Rebecca akhirnya membuka cerita panjangnya tentang novel yang ia tulis, Leon dan King. Wajah Qia sempat berubah saat mendengarnya, ada keterkejutan yang berkilat di matanya. Novel itu bukan sekadar kisah fiksi, namun refleksi nyata dari kehidupan pribadi Rebecca, atau lebih tepatnya, Bianca. Dengan perasaan iba, Qia merangkul punggung Rebecca, memberi dukungan yang tak terucapkan, menenangkan rekannya yang tampak rapuh di balik tatapan tajamnya.

Setelah momen hening yang singkat, Qia menarik napas dalam-dalam dan mengungkapkan sesuatu yang telah lama ia simpan. "Sebenarnya... gue udah tahu tentang Leon King," ujar Qia dengan suara pelan tapi penuh keyakinan. Rebecca terkejut, menatap Qia dengan mata melebar, tak percaya pada apa yang baru saja ia dengar.

"Sebelumnya gue minta maaf, karena udah maksa lo buat nerbitin Leon King."

Rebeca menatap Qia serius. Menunggu kalimat Qia yang akan di ucapkan selanjutnya.

Qia tersenyum samar, seakan momen ini sudah ia bayangkan berkali-kali dalam pikirannya. "Sejak lo magang Lo selalu jadi anak kesayangan kak Gina karena karya-karya lo yang menarik banyak perhatian. gue sepenuhnya bangga bisa punya temen kaya lo, apalagi sama-sama dari Indonesia" Qia menjeda sejenak kalimatnya "tapi gue selalu penasaran, gue ngga pernah denger sekalipun lo cerita soal asmara lo.

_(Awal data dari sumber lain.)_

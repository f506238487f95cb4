// Shell launcher - spawns `<shell> <flag> <command>` with all three stdio streams piped
// reason: nix for the process group id handed to the executor
//
// std/tokio create every descriptor close-on-exec, so the listening and client
// sockets never reach the shell. Only the three pipe ends are dup'ed onto 0/1/2.
use std::ffi::{OsStr, OsString};
use std::io;
use std::os::unix::ffi::OsStrExt;
use std::path::PathBuf;
use std::process::Stdio;
use nix::unistd::Pid;
use thiserror::Error;
use tokio::process::{Child, ChildStderr, ChildStdin, ChildStdout, Command};
use tracing::debug;

use sockproc_core::constants::{
    DEFAULT_SHELL, DEFAULT_SHELL_FLAG, EXIT_SHELL_NOT_EXECUTABLE, EXIT_SHELL_NOT_FOUND,
};

/// Which environment the shell receives
#[derive(Debug, Clone, PartialEq, Eq)]
pub enum EnvPolicy {
    /// Pass the daemon's environment through unchanged
    Inherit,
    /// Start from an empty environment and copy only these variables
    Allowlist(Vec<String>),
}

/// Shell invocation settings
#[derive(Debug, Clone)]
pub struct ShellConfig {
    pub shell_path: PathBuf,
    pub shell_flag: String,
    pub env: EnvPolicy,
    pub working_dir: Option<PathBuf>,
}

impl Default for ShellConfig {
    fn default() -> Self {
        Self {
            shell_path: PathBuf::from(DEFAULT_SHELL),
            shell_flag: DEFAULT_SHELL_FLAG.to_string(),
            env: EnvPolicy::Inherit,
            working_dir: None,
        }
    }
}

/// Launch errors
#[derive(Error, Debug)]
pub enum LaunchError {
    /// The shell image could not be executed in the child
    #[error("cannot execute {shell}: {source}")]
    Exec {
        shell: String,
        #[source]
        source: io::Error,
    },

    /// The configured working directory is missing or not a directory
    #[error("working directory {dir} is unusable: {source}")]
    WorkingDir {
        dir: String,
        #[source]
        source: io::Error,
    },

    /// Pipe, fork or descriptor allocation failed
    #[error("spawn failed: {0}")]
    Resource(#[source] io::Error),
}

impl LaunchError {
    /// Status to report for failures that happen after the fork, if any
    pub fn exit_code(&self) -> Option<i32> {
        match self {
            LaunchError::Exec { source, .. } if source.kind() == io::ErrorKind::NotFound => {
                Some(EXIT_SHELL_NOT_FOUND)
            }
            LaunchError::Exec { .. } => Some(EXIT_SHELL_NOT_EXECUTABLE),
            LaunchError::WorkingDir { .. } | LaunchError::Resource(_) => None,
        }
    }
}

/// A running child and the parent-side ends of its pipes
///
/// The shell leads its own process group (pgid == pid), so everything it
/// forks can be signalled together. The shell alone is killed if this value
/// (or the `Child` taken out of it) is dropped before being reaped.
pub struct SpawnedChild {
    pub child: Child,
    pub pid: u32,
    pub stdin: ChildStdin,
    pub stdout: ChildStdout,
    pub stderr: ChildStderr,
}

impl SpawnedChild {
    /// Process group of the shell and its descendants
    pub fn pgid(&self) -> Pid {
        Pid::from_raw(self.pid as i32)
    }
}

/// Spawns shell-interpreted commands
#[derive(Debug, Clone, Default)]
pub struct ShellLauncher {
    config: ShellConfig,
}

impl ShellLauncher {
    pub fn new(config: ShellConfig) -> Self {
        Self { config }
    }

    pub fn config(&self) -> &ShellConfig {
        &self.config
    }

    /// Copy the allowlisted variables out of the daemon's environment
    fn filter_env(&self, allowlist: &[String]) -> Vec<(String, OsString)> {
        allowlist
            .iter()
            .filter_map(|name| std::env::var_os(name).map(|value| (name.clone(), value)))
            .collect()
    }

    /// A failed chdir and a failed exec both surface as ENOENT/EACCES from spawn
    fn classify(&self, err: io::Error) -> LaunchError {
        if let Some(dir) = &self.config.working_dir {
            if !dir.is_dir() {
                return LaunchError::WorkingDir {
                    dir: dir.display().to_string(),
                    source: err,
                };
            }
        }

        match err.kind() {
            io::ErrorKind::NotFound | io::ErrorKind::PermissionDenied => LaunchError::Exec {
                shell: self.config.shell_path.display().to_string(),
                source: err,
            },
            _ => LaunchError::Resource(err),
        }
    }

    /// Spawn `<shell> <flag> <command>` with piped stdin/stdout/stderr
    pub fn spawn(&self, command: &[u8]) -> Result<SpawnedChild, LaunchError> {
        let mut cmd = Command::new(&self.config.shell_path);
        cmd.arg(&self.config.shell_flag)
            .arg(OsStr::from_bytes(command))
            .stdin(Stdio::piped())
            .stdout(Stdio::piped())
            .stderr(Stdio::piped())
            .process_group(0)
            .kill_on_drop(true);

        if let Some(dir) = &self.config.working_dir {
            cmd.current_dir(dir);
        }

        if let EnvPolicy::Allowlist(names) = &self.config.env {
            cmd.env_clear().envs(self.filter_env(names));
        }

        let mut child = cmd.spawn().map_err(|e| self.classify(e))?;

        let (Some(pid), Some(stdin), Some(stdout), Some(stderr)) = (
            child.id(),
            child.stdin.take(),
            child.stdout.take(),
            child.stderr.take(),
        ) else {
            return Err(LaunchError::Resource(io::Error::new(
                io::ErrorKind::Other,
                "spawned shell is missing its pid or a stdio pipe",
            )));
        };

        debug!(pid = pid, shell = %self.config.shell_path.display(), "Spawned shell");

        Ok(SpawnedChild {
            child,
            pid,
            stdin,
            stdout,
            stderr,
        })
    }
}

Setiap kali kita ngumpul dan kita bahas tentang masalah cowok lo selalu diem dan bahkan sama sekali ngga ikut nimbrung, setiap kali gue mau curhat sama lo tentang gue dan cowok gue lo selalu nolak dengan berbagai alesan."

"Gue bener-bener ngga abis pikir sama apa yang ada di otak lo, lo bisa bikin cerita soal percintaan. Tapi lo sama sekali ngga pernah nyinggung persoalan itu di hidup lo jangankan soal cinta soal hidup lo aja ngga pernah lo ceritain ke kita. Yaa,,, walaupun gue penasaran tapi gue juga ngga terlalu peduli sama semua tentang lo saat itu, sampe akhirnya novel Leon King meledak dan juara satu di event Moon-Yu."

Qia terdiam dan merogoh tasnya, ia memberikan sebuah kertas kecil berwarna biru. Kepada Rebecca.

Mata Rebecca membulat ingin menangis melihat kartu nama itu.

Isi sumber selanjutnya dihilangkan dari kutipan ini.